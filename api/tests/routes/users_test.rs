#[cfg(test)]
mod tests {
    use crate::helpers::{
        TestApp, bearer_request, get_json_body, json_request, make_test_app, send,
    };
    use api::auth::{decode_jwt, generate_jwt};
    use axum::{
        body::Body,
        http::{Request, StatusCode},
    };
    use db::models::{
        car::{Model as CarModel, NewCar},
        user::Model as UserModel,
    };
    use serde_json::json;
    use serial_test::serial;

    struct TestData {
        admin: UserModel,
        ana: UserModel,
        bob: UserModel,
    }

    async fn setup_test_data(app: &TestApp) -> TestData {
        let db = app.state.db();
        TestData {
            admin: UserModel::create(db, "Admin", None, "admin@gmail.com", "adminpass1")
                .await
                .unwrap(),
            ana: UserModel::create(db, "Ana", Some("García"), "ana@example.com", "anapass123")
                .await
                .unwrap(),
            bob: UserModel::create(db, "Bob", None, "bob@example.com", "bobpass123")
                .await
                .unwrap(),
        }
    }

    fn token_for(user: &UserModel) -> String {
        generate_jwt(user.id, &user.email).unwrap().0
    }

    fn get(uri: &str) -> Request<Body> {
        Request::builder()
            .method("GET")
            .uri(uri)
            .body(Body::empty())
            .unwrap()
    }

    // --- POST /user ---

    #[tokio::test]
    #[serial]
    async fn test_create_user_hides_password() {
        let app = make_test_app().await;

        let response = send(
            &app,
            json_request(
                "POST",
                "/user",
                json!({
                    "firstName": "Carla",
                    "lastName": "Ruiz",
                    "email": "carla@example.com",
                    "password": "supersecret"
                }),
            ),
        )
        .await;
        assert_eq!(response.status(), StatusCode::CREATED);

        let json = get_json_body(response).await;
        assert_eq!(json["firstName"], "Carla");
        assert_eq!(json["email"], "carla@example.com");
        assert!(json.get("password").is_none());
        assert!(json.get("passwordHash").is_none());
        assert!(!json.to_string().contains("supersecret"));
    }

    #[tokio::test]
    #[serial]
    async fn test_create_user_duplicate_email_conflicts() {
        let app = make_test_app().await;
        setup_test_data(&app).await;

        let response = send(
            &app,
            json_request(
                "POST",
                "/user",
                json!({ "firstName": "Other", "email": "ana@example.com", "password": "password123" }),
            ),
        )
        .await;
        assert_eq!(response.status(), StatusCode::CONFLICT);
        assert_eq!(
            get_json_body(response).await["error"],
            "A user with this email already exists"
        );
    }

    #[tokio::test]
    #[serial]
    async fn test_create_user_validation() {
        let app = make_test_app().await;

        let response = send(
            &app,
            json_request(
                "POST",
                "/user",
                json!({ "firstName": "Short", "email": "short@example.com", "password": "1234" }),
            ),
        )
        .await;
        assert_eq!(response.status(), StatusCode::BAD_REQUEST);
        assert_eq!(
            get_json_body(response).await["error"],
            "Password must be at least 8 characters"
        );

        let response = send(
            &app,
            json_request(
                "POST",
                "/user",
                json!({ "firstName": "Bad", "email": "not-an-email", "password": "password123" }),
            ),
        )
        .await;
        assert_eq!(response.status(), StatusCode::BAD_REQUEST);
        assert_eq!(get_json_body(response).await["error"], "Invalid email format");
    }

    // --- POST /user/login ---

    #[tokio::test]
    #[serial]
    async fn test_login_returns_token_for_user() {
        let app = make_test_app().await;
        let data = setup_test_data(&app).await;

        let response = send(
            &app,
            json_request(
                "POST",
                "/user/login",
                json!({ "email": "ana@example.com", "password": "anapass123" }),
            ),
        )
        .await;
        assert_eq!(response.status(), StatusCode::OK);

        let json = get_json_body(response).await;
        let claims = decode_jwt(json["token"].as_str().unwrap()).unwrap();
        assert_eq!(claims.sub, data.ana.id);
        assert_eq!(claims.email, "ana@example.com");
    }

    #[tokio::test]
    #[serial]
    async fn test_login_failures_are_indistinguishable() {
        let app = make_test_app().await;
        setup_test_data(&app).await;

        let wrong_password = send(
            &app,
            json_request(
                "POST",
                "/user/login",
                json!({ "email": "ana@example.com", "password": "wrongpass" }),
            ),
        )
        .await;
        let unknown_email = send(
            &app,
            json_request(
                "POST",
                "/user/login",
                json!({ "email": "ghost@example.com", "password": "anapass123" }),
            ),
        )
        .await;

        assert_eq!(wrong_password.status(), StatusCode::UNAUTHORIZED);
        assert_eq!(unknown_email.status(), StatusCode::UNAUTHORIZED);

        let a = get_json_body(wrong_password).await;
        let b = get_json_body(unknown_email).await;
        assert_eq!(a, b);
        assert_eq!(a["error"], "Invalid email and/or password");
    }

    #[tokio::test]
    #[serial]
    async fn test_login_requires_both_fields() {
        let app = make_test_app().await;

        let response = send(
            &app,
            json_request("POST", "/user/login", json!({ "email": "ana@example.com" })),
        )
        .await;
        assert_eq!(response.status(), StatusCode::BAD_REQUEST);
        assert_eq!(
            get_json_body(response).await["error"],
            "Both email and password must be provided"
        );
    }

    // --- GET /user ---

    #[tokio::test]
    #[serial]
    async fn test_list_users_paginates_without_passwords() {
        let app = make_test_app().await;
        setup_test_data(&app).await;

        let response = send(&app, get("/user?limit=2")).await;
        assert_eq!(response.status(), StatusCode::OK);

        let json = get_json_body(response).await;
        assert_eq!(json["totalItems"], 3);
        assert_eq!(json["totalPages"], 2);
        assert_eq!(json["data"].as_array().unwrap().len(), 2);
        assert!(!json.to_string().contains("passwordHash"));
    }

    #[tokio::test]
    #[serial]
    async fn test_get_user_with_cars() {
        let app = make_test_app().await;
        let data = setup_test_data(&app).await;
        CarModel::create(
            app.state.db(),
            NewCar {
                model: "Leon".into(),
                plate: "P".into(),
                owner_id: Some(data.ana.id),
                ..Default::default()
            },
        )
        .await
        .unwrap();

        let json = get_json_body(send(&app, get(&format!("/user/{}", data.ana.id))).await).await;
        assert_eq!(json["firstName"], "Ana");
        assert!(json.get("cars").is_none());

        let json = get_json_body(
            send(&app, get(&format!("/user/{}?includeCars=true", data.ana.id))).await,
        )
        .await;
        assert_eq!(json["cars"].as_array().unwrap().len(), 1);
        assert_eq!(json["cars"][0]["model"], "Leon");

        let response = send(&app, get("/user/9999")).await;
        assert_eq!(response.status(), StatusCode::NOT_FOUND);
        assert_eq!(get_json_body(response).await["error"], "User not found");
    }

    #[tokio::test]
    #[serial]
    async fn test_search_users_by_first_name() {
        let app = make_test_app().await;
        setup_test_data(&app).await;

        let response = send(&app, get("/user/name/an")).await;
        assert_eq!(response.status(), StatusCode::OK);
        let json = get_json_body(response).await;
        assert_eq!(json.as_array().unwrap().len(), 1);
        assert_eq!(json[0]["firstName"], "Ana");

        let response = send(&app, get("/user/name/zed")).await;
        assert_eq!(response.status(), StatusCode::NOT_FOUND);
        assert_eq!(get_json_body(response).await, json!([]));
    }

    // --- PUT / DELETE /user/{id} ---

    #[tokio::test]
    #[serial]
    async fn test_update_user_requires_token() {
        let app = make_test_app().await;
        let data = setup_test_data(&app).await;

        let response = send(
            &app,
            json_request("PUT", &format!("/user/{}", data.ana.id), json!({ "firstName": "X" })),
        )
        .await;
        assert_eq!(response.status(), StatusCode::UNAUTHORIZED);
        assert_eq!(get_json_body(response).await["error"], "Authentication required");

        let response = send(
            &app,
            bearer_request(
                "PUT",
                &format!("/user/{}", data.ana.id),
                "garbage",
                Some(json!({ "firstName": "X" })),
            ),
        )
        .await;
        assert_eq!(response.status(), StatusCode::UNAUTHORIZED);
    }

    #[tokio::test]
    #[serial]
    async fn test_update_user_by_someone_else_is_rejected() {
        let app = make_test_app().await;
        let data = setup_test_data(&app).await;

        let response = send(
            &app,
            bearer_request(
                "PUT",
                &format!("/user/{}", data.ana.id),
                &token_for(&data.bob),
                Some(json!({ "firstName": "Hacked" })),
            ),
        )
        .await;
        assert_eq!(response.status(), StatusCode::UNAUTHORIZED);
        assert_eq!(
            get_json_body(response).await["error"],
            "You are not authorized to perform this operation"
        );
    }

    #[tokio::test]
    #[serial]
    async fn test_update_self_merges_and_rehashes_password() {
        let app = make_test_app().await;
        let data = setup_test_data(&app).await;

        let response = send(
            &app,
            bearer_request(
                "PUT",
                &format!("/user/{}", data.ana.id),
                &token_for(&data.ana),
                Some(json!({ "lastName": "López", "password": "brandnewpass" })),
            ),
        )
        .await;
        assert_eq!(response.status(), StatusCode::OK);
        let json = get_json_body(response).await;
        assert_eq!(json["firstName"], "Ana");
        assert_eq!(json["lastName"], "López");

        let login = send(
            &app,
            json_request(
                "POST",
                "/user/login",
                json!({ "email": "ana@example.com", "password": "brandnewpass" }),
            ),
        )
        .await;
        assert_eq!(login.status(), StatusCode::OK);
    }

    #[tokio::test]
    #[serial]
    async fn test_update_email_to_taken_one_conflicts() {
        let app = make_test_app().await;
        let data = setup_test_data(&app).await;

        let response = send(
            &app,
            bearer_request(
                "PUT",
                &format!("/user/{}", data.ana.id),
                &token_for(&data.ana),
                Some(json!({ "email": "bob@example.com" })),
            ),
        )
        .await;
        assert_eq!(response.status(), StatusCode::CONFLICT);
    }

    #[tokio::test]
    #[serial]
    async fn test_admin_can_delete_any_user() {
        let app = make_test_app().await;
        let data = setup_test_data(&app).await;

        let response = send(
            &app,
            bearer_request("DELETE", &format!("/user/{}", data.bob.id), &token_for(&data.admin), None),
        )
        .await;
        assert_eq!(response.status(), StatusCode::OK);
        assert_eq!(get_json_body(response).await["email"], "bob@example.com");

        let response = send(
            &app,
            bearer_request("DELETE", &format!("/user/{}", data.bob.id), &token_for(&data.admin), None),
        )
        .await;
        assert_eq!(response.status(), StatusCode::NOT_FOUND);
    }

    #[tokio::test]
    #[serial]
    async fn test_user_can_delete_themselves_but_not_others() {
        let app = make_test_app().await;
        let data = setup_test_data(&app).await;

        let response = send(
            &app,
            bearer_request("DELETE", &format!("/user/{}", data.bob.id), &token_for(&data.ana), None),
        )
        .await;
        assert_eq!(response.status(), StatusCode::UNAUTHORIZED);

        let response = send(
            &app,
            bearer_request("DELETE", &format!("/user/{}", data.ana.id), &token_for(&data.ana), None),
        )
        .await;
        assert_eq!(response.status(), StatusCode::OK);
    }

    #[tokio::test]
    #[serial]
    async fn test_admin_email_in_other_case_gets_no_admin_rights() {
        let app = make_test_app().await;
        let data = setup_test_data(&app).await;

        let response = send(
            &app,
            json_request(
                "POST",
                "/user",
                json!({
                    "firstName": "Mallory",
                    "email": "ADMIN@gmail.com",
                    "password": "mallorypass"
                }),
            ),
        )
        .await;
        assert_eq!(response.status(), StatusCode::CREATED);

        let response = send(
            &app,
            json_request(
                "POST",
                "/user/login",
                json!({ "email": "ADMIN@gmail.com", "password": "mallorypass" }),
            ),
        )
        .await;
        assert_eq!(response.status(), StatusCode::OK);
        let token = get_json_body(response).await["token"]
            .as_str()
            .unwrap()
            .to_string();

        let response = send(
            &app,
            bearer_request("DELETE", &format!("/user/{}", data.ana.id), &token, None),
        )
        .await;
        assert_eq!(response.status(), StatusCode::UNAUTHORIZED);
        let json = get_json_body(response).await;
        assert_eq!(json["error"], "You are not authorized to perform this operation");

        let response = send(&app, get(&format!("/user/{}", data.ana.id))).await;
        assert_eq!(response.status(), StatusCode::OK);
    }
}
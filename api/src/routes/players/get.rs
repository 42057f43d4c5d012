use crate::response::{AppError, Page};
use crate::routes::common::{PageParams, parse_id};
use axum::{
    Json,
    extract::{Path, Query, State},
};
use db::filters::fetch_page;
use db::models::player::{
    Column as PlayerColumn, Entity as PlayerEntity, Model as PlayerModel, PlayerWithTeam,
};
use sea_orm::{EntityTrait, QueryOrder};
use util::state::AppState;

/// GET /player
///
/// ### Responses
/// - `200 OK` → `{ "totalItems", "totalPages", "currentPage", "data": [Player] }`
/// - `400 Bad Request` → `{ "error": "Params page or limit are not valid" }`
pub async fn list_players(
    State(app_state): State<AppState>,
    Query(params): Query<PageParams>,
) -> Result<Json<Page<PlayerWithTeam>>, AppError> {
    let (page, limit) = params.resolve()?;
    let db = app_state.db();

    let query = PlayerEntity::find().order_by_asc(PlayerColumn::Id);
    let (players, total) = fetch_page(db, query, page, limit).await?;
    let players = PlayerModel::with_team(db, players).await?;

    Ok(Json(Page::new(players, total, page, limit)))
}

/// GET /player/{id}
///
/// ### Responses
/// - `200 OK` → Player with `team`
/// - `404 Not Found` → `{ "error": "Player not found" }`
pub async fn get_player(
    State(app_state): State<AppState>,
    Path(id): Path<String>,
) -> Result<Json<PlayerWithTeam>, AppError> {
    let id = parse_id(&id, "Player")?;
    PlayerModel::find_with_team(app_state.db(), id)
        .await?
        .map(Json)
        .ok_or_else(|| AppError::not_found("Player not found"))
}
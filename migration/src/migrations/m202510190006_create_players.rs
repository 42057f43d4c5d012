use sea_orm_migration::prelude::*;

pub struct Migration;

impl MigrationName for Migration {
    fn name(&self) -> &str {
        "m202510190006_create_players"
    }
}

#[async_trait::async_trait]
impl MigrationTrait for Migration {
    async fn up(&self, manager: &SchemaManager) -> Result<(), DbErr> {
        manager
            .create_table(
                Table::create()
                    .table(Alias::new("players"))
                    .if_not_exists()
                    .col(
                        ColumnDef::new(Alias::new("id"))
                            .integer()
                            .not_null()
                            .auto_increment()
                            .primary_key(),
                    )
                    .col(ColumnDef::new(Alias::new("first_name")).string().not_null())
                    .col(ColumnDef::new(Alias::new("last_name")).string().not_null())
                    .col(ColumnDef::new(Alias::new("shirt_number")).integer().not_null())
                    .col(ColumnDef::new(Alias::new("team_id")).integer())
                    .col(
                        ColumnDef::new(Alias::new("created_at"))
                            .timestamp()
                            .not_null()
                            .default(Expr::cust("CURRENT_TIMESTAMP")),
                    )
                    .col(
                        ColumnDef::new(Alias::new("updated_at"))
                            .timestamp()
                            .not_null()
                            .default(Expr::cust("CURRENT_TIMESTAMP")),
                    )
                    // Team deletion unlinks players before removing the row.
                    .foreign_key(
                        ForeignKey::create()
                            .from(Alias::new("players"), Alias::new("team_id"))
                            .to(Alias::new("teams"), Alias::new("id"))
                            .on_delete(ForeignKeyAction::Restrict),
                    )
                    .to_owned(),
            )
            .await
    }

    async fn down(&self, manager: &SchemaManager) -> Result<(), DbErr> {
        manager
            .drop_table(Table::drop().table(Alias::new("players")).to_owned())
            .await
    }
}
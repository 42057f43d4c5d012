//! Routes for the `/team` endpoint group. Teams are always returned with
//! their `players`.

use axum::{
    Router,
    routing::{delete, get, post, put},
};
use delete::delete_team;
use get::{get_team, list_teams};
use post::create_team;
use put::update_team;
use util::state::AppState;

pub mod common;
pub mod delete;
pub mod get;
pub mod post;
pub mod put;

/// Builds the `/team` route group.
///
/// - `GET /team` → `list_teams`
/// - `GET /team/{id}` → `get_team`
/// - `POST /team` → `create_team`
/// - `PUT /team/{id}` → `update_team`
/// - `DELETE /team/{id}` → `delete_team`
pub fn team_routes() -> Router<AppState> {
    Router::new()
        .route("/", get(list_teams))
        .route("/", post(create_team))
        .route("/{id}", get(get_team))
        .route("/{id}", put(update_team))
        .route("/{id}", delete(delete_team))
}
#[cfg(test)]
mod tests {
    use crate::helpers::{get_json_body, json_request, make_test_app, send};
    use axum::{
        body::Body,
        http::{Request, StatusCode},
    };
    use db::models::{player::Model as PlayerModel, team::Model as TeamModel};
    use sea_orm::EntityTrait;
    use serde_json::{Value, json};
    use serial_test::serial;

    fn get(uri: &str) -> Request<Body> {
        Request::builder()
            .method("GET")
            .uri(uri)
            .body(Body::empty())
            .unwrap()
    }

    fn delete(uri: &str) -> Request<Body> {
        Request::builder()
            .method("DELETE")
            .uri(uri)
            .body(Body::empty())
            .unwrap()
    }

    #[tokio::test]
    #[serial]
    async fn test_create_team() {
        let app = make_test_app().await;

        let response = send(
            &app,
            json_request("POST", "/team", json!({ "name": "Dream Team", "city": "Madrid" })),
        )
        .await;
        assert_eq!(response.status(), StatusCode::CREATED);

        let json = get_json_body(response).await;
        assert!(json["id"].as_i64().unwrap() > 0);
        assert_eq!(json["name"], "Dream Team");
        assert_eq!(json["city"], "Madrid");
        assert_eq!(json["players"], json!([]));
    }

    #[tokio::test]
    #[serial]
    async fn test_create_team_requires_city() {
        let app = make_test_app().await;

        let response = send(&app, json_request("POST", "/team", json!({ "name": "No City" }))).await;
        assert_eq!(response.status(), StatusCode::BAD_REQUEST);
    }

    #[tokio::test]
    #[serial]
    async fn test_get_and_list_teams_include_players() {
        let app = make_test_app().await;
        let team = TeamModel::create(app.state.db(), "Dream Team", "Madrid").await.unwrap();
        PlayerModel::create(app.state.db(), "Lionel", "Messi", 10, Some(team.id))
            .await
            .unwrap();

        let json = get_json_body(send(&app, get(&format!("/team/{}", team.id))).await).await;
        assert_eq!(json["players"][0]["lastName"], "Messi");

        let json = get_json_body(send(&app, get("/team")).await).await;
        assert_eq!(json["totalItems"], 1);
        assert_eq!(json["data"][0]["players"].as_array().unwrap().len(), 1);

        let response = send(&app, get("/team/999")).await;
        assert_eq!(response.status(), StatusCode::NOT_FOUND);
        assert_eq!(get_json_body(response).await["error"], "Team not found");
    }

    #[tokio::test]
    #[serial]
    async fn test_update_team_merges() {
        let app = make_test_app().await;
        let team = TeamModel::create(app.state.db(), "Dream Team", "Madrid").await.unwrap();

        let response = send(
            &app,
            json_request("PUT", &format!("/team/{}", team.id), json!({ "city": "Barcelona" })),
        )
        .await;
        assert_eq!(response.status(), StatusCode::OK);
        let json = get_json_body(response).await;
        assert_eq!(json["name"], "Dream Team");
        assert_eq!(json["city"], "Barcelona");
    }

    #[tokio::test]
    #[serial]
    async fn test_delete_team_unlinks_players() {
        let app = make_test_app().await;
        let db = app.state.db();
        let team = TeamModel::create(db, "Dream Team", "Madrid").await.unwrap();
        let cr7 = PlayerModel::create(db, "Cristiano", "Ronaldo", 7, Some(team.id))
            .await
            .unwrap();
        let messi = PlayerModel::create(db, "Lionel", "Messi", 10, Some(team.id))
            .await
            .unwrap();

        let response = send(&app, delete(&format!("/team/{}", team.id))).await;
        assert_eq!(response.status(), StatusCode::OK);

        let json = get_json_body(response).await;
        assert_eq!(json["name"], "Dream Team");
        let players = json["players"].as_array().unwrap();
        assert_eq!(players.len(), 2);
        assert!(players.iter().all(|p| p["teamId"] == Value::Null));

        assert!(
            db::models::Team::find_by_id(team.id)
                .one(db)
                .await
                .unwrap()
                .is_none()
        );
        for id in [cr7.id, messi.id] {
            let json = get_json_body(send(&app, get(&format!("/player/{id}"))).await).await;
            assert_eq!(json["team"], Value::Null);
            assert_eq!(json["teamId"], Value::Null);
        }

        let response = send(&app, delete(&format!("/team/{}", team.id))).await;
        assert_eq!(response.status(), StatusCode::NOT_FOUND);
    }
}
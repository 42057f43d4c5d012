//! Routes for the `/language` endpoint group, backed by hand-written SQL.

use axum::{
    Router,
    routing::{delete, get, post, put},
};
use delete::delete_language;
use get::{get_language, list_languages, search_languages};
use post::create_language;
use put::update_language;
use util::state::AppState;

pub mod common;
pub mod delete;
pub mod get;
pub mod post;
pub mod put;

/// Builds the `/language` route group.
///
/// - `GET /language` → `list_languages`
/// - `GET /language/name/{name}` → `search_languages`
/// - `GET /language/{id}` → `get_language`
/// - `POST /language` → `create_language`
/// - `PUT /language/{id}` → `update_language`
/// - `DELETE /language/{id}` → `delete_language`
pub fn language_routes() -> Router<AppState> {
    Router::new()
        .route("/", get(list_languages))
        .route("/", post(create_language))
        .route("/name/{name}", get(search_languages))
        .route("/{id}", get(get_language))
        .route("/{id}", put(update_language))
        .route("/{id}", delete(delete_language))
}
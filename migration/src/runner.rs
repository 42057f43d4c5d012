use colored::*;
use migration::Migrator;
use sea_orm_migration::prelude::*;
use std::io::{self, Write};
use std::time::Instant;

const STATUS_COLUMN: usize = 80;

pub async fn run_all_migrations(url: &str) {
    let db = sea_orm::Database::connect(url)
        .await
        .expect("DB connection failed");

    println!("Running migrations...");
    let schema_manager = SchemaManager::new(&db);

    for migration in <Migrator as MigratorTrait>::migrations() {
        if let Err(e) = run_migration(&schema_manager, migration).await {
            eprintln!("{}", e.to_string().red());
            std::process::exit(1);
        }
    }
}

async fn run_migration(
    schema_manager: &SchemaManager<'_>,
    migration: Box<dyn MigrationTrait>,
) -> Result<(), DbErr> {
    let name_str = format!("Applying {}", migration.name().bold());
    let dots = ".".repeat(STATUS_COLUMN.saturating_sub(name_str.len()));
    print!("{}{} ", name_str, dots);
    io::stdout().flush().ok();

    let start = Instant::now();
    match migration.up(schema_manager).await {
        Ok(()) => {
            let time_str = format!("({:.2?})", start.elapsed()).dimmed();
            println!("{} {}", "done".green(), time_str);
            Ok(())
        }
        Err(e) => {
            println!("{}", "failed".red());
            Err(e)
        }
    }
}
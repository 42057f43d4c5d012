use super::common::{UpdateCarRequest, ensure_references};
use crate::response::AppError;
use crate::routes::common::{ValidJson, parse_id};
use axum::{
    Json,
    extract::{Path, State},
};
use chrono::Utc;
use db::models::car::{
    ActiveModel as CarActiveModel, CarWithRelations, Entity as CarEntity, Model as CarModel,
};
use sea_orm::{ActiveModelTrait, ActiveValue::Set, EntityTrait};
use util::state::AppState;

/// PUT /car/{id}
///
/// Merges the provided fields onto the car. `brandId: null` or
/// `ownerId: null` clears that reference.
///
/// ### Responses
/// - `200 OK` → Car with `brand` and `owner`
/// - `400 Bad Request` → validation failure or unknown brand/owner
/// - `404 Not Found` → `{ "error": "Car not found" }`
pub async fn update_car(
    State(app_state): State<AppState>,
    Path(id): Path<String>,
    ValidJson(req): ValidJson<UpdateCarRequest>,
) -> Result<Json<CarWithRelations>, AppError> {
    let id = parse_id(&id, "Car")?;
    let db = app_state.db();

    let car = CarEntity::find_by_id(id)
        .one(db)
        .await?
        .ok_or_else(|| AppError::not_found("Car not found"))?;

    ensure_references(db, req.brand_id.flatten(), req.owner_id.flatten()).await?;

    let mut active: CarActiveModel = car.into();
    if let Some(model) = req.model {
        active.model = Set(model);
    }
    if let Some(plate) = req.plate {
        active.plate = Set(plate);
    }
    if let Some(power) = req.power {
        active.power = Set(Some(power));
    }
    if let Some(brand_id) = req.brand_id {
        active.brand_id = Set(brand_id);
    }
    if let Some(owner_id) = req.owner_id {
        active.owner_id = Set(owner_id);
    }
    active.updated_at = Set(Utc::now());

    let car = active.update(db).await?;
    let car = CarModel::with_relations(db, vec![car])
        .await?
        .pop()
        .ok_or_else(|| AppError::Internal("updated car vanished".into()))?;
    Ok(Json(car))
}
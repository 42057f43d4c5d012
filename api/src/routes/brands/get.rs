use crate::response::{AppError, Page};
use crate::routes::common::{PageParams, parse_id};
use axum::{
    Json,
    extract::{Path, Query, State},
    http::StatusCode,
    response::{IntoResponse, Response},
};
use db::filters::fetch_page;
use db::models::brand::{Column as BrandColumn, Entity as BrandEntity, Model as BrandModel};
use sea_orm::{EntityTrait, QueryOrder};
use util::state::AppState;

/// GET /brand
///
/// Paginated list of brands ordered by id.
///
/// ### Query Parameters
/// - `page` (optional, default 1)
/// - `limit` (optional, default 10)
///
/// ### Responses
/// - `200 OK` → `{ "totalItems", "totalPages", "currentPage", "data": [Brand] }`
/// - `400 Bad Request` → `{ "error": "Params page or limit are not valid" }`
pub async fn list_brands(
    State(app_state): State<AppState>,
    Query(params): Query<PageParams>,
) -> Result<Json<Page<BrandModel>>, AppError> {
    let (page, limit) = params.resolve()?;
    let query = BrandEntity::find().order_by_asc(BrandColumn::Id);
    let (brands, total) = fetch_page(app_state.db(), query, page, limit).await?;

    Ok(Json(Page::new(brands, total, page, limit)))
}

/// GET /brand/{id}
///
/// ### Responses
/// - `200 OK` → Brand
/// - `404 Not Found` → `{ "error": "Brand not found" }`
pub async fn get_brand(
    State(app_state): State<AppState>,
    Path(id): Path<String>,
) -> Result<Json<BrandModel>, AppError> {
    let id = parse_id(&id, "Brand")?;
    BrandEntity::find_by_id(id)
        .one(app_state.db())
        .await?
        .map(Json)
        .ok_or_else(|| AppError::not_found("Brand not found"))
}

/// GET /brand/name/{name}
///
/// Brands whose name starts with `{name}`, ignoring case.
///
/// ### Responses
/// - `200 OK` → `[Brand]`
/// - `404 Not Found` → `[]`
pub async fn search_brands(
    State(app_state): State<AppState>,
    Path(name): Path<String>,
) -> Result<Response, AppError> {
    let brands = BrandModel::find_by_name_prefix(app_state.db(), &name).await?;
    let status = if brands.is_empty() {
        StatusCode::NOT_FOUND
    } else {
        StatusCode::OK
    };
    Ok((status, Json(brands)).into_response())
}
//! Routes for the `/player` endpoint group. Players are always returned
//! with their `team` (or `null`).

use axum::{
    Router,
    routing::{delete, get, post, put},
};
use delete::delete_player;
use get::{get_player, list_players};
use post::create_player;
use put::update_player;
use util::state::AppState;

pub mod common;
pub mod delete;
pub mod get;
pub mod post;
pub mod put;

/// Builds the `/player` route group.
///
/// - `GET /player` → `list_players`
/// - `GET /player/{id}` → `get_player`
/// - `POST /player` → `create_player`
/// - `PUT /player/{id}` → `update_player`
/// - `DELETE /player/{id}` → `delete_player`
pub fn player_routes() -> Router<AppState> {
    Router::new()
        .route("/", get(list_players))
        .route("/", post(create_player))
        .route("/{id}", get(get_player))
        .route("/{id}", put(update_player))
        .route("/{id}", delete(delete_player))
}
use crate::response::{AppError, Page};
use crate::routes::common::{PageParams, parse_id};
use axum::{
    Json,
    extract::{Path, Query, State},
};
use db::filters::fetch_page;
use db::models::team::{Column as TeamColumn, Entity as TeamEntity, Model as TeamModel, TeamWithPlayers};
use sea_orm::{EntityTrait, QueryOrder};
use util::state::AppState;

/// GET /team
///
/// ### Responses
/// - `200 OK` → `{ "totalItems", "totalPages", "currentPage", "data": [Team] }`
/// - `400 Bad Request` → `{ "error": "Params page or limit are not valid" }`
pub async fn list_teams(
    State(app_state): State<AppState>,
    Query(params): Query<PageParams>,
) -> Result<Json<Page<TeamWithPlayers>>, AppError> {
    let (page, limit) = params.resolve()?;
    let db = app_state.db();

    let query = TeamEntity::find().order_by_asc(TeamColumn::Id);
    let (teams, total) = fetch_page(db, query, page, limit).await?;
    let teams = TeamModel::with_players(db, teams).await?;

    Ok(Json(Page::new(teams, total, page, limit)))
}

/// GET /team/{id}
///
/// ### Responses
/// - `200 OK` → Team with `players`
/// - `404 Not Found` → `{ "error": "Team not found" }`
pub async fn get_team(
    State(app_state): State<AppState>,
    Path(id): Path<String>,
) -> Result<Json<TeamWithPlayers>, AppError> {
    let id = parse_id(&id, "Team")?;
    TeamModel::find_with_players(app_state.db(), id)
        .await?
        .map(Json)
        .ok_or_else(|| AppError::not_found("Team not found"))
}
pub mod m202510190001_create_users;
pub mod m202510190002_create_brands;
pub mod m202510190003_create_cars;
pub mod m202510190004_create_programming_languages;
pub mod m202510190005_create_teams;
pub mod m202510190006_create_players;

◇ ◇ ◇ ◇

- [Description of the task]
Each line containing the word "Alias" needs to be copied from the data above.

- [Finished exercise]
                    .table(Alias::new("players"))
                        ColumnDef::new(Alias::new("id"))
                    .col(ColumnDef::new(Alias::new("first_name")).string().not_null())
                    .col(ColumnDef::new(Alias::new("last_name")).string().not_null())
                    .col(ColumnDef::new(Alias::new("shirt_number")).integer().not_null())
                    .col(ColumnDef::new(Alias::new("team_id")).integer())
                        ColumnDef::new(Alias::new("created_at"))
                        ColumnDef::new(Alias::new("updated_at"))
                            .from(Alias::new("players"), Alias::new("team_id"))
                            .to(Alias::new("teams"), Alias::new("id"))
            .drop_table(Table::drop().table(Alias::new("players")).to_owned())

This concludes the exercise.